_Work to complete:_ Among the lines below, which ones contain the word "PageStream"? Copy every such line.

┌──

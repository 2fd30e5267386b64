//! Top-level run errors.

use derive_more::{Display, Error};

pub type Error = exn::Exn<ErrorKind>;
pub type Result<T> = std::result::Result<T, Error>;

/// Which pipeline stage aborted the run.
#[derive(Debug, Display, Error)]
pub enum ErrorKind {
    #[display("configuration error")]
    Config,
    #[display("could not open the snapshot database")]
    Database,
    #[display("milestone sync failed")]
    Milestones,
    #[display("export failed")]
    Export,
}
//! Layered configuration: built-in defaults, an optional TOML file, and
//! `REVMAP_`-prefixed environment variables, each overriding the last.

pub mod error;

use crate::error::{ErrorKind, Result};
use directories::ProjectDirs;
use exn::ResultExt;
use figment::Figment;
use figment::providers::{Env, Format, Serialized, Toml};
use serde::{Deserialize, Serialize};
use std::path::{Path, PathBuf};

/// The standard snapshot platforms polled when none are configured.
pub const DEFAULT_PLATFORMS: [&str; 5] = ["Linux_x64", "Mac", "Mac_Arm", "Win", "Win_x64"];

/// File picked up from the working directory when no `--config` is given.
const DEFAULT_CONFIG_FILE: &str = "revmap.toml";

#[derive(Debug, Clone, PartialEq, Eq, Serialize, Deserialize)]
pub struct Config {
    /// Platform prefixes to poll, in sync order.
    pub platforms: Vec<String>,
    /// SQLite database location; created on first run.
    pub database_path: PathBuf,
    /// Export document location, fully overwritten on each run.
    pub export_path: PathBuf,
    /// Object-storage bucket holding the snapshot archive.
    pub bucket: String,
    /// Base URL of the object-storage JSON API.
    pub storage_base_url: String,
    /// Base URL of the milestone feed.
    pub dash_base_url: String,
}

impl Default for Config {
    fn default() -> Self {
        let data_dir = ProjectDirs::from("", "", "revmap")
            .map(|dirs| dirs.data_dir().to_path_buf())
            .unwrap_or_else(|| PathBuf::from("data"));
        Self {
            platforms: DEFAULT_PLATFORMS.iter().map(|platform| platform.to_string()).collect(),
            database_path: data_dir.join("chromium-data.sqlite"),
            export_path: data_dir.join("chromium-data.json"),
            bucket: "chromium-browser-snapshots".to_string(),
            storage_base_url: "https://www.googleapis.com".to_string(),
            dash_base_url: "https://chromiumdash.appspot.com".to_string(),
        }
    }
}

impl Config {
    /// Load the configuration.
    ///
    /// An explicitly given file must exist; the default `revmap.toml` is
    /// only merged when present, so a bare invocation runs on defaults.
    pub fn load(file: Option<&Path>) -> Result<Self> {
        let toml = match file {
            Some(path) => Toml::file_exact(path),
            None => Toml::file(DEFAULT_CONFIG_FILE),
        };
        Figment::from(Serialized::defaults(Self::default()))
            .merge(toml)
            .merge(Env::prefixed("REVMAP_"))
            .extract()
            .or_raise(|| ErrorKind::Load)
    }
}

#[cfg(test)]
mod tests {
    use super::*;

    #[test]
    fn test_defaults() {
        let config = Config::default();
        assert_eq!(config.platforms.len(), 5);
        assert_eq!(config.bucket, "chromium-browser-snapshots");
        assert!(config.database_path.ends_with("chromium-data.sqlite"));
    }

    #[test]
    fn test_toml_file_overrides_defaults() {
        figment::Jail::expect_with(|jail| {
            jail.create_file(
                "revmap.toml",
                r#"
                    platforms = ["Win_x64"]
                    bucket = "my-mirror"
                "#,
            )?;
            let config = Config::load(None).unwrap();
            assert_eq!(config.platforms, vec!["Win_x64".to_string()]);
            assert_eq!(config.bucket, "my-mirror");
            // Untouched keys keep their defaults.
            assert_eq!(config.dash_base_url, "https://chromiumdash.appspot.com");
            Ok(())
        });
    }

    #[test]
    fn test_env_overrides_file() {
        figment::Jail::expect_with(|jail| {
            jail.create_file("revmap.toml", r#"bucket = "from-file""#)?;
            jail.set_env("REVMAP_BUCKET", "from-env");
            let config = Config::load(None).unwrap();
            assert_eq!(config.bucket, "from-env");
            Ok(())
        });
    }

    #[test]
    fn test_explicit_file_must_exist() {
        figment::Jail::expect_with(|_jail| {
            assert!(Config::load(Some(Path::new("nope.toml"))).is_err());
            Ok(())
        });
    }
}
//! Object-storage listing capability and its Google Cloud Storage client.

use crate::error::{ErrorKind, Result};
use crate::models::ListingPage;
use async_stream::stream;
use async_trait::async_trait;
use exn::ResultExt;
use futures::Stream;
use std::pin::Pin;
use tracing::debug;

/// Lazy, finite sequence of listing pages, one `Vec` of prefix strings per
/// remote page, in continuation-token order.
///
/// The stream is restartable from scratch (call [`SnapshotListing::pages`]
/// again) but never resumable mid-chain.
pub type PageStream<'a> = Pin<Box<dyn Stream<Item = Result<Vec<String>>> + Send + 'a>>;

/// Read capability over the remote snapshot archive.
///
/// Two observations are exposed: the newest revision marker for a platform
/// (a single scalar) and the paginated listing of per-revision directories
/// under the platform's namespace. Implementations only fetch; they never
/// interpret prefixes, so malformed-entry filtering stays in the sync engine.
#[async_trait]
pub trait SnapshotListing: Send + Sync {
    /// Fetch the newest known revision marker for a platform.
    async fn last_change(&self, platform: &str) -> Result<i64>;

    /// Stream the directory-prefix listing for a platform, one page at a
    /// time, following the continuation-token chain until the remote stops
    /// returning a token.
    fn pages<'a>(&'a self, platform: &'a str) -> PageStream<'a>;
}

const DEFAULT_BASE_URL: &str = "https://www.googleapis.com";
const DEFAULT_BUCKET: &str = "chromium-browser-snapshots";

/// [`SnapshotListing`] backed by the Google Cloud Storage JSON API.
///
/// Uses the `delimiter=/` listing mode, which collapses objects into their
/// common directory prefixes (`<platform>/<revision>/`), and the per-platform
/// `LAST_CHANGE` object as the newest-revision marker.
#[derive(Debug, Clone)]
pub struct GcsListing {
    http: reqwest::Client,
    base_url: String,
    bucket: String,
}

impl GcsListing {
    /// Client against the default public endpoint and snapshot bucket.
    pub fn new() -> Self {
        Self {
            http: reqwest::Client::new(),
            base_url: DEFAULT_BASE_URL.to_string(),
            bucket: DEFAULT_BUCKET.to_string(),
        }
    }

    /// Override the endpoint base URL (local test servers).
    pub fn with_base_url(mut self, base_url: impl Into<String>) -> Self {
        self.base_url = base_url.into();
        self
    }

    /// Override the bucket name.
    pub fn with_bucket(mut self, bucket: impl Into<String>) -> Self {
        self.bucket = bucket.into();
        self
    }

    fn last_change_url(&self, platform: &str) -> String {
        // `alt=media` downloads the object body (the raw marker text)
        // instead of its metadata document.
        format!(
            "{}/download/storage/v1/b/{}/o/{}%2FLAST_CHANGE?alt=media",
            self.base_url, self.bucket, platform,
        )
    }

    fn page_url(&self, platform: &str, token: Option<&str>) -> String {
        let mut url = format!(
            "{}/storage/v1/b/{}/o?delimiter=/&prefix={}/&fields=prefixes,nextPageToken",
            self.base_url, self.bucket, platform,
        );
        if let Some(token) = token {
            url.push_str("&pageToken=");
            url.push_str(token);
        }
        url
    }

    async fn fetch_page(&self, url: &str) -> Result<ListingPage> {
        self.http
            .get(url)
            .send()
            .await
            .or_raise(|| ErrorKind::Http)?
            .error_for_status()
            .or_raise(|| ErrorKind::Http)?
            .json::<ListingPage>()
            .await
            .or_raise(|| ErrorKind::MalformedResponse("listing page"))
    }
}

impl Default for GcsListing {
    fn default() -> Self {
        Self::new()
    }
}

#[async_trait]
impl SnapshotListing for GcsListing {
    async fn last_change(&self, platform: &str) -> Result<i64> {
        let body = self
            .http
            .get(self.last_change_url(platform))
            .send()
            .await
            .or_raise(|| ErrorKind::Http)?
            .error_for_status()
            .or_raise(|| ErrorKind::Http)?
            .text()
            .await
            .or_raise(|| ErrorKind::Http)?;
        body.trim().parse::<i64>().or_raise(|| ErrorKind::MalformedResponse("LAST_CHANGE marker"))
    }

    fn pages<'a>(&'a self, platform: &'a str) -> PageStream<'a> {
        Box::pin(stream! {
            let mut token: Option<String> = None;
            loop {
                let url = self.page_url(platform, token.as_deref());
                match self.fetch_page(&url).await {
                    Ok(page) => {
                        debug!(platform, prefixes = page.prefixes.len(), "fetched listing page");
                        token = page.next_page_token;
                        yield Ok(page.prefixes);
                        if token.is_none() {
                            break;
                        }
                    },
                    Err(error) => {
                        yield Err(error);
                        break;
                    },
                }
            }
        })
    }
}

└──

_Task output:_
pub type PageStream<'a> = Pin<Box<dyn Stream<Item = Result<Vec<String>>> + Send + 'a>>;
    fn pages<'a>(&'a self, platform: &'a str) -> PageStream<'a>;
    fn pages<'a>(&'a self, platform: &'a str) -> PageStream<'a> {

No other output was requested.